DHS proposes that, consistent with filing requirements for reporting material changes in other contexts (such as the requirement to submit amended petitions when there are material changes), an entrepreneur who has been granted parole under this rule would be required to immediately report to USCIS any material changes potentially affecting his or her grant of parole. In cases involving one or more material changes where the entrepreneur will continue to be employed or associated with his or her start-up entity, the entrepreneur must submit a new Application for Entrepreneur Parole with fee (would not include biometric fees) to notify USCIS of the material change(s).

Depending on the nature and scope of the material change(s) reported, USCIS may continue to authorize parole or seek to terminate parole. If the entrepreneur will no longer be employed or associated with the start-up entity, or if he or she ceases to possess at least a 10 percent ownership stake in the entity, the entrepreneur must immediately notify USCIS in writing of those changes. Upon receipt of such notification, USCIS would issue an automatic revocation of the entrepreneur’s parole, as well as the parole of any dependents. For purposes of this rule, DHS proposes the term “material change” to mean any change in facts that could reasonably affect the outcome of DHS’s determination that the entrepreneur provides, or continues to provide, a significant public benefit to the United States.

Such changes would include, but are not limited to, the following: any criminal charge (such as frequently seen DUI’s), conviction, plea of no contest, or other judicial determination in a criminal case concerning the entrepreneur or start-up entity; any complaint, settlement, judgment, or other judicial or administrative determination concerning the entrepreneur or start-up entity in a legal or administrative proceeding brought by a government entity; any settlement, judgment, or other legal determination concerning the entrepreneur or start-up entity in a legal proceeding brought by a private individual or organization involving claims for damages exceeding 10 percent of the current assets; a sale or other disposition of all or substantially all of the start-up entity’s assets; the liquidation, dissolution or cessation of operations of the start-up entity; the voluntary or involuntary filing of a bankruptcy petition by or against the start-up entity; and any significant change to the entrepreneur’s role in or ownership and control of the start-up entity or any other significant ownership and control change in the start-up entity. It may be important for the immigration attorney to be in continued communication with the entity’s business attorney.

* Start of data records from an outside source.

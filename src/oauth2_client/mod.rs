// ABOUTME: OAuth 2.0 client module for fitness provider authorization
// ABOUTME: Builds authorization redirect URLs for the connect endpoints
//
// Licensed under either of Apache License, Version 2.0 or MIT License at your option.
// Copyright ©2025 Async-IO.org

/// Authorization URL construction
pub mod authorization;

pub use authorization::{AuthorizationRequest, AuthorizationUrlError, ScopeDelimiter};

Failure to timely file or otherwise comply with the material change reporting requirements may result in a denial of subsequent parole applications or revocation of parole.

Termination

- DHS has discretion to terminate parole. It will normally give a chance for rebuttal (but doesn’t have to). If it does, it usually gives 30 days for response. There is no right to appeal, or being subject to judicial review.

- In the event of a violation of one or more terms and conditions of parole solely by the spouse or a child of the entrepreneur, parole may be terminated for the violator (i.e., spouse or child) without affecting the entrepreneur’s parole.

Final Note:

It is good to have the entrepreneur enter the US and run the company, but what happens next? A thorough discussion with a business immigration attorney is recommended. Having a long-term plan from the very beginning is necessary for long term planning. The immigrant may be able to get some other non-immigrant status through O-1, TN, H-1B or potentially obtain a Green Card through EB-1, EB-2, EB-5.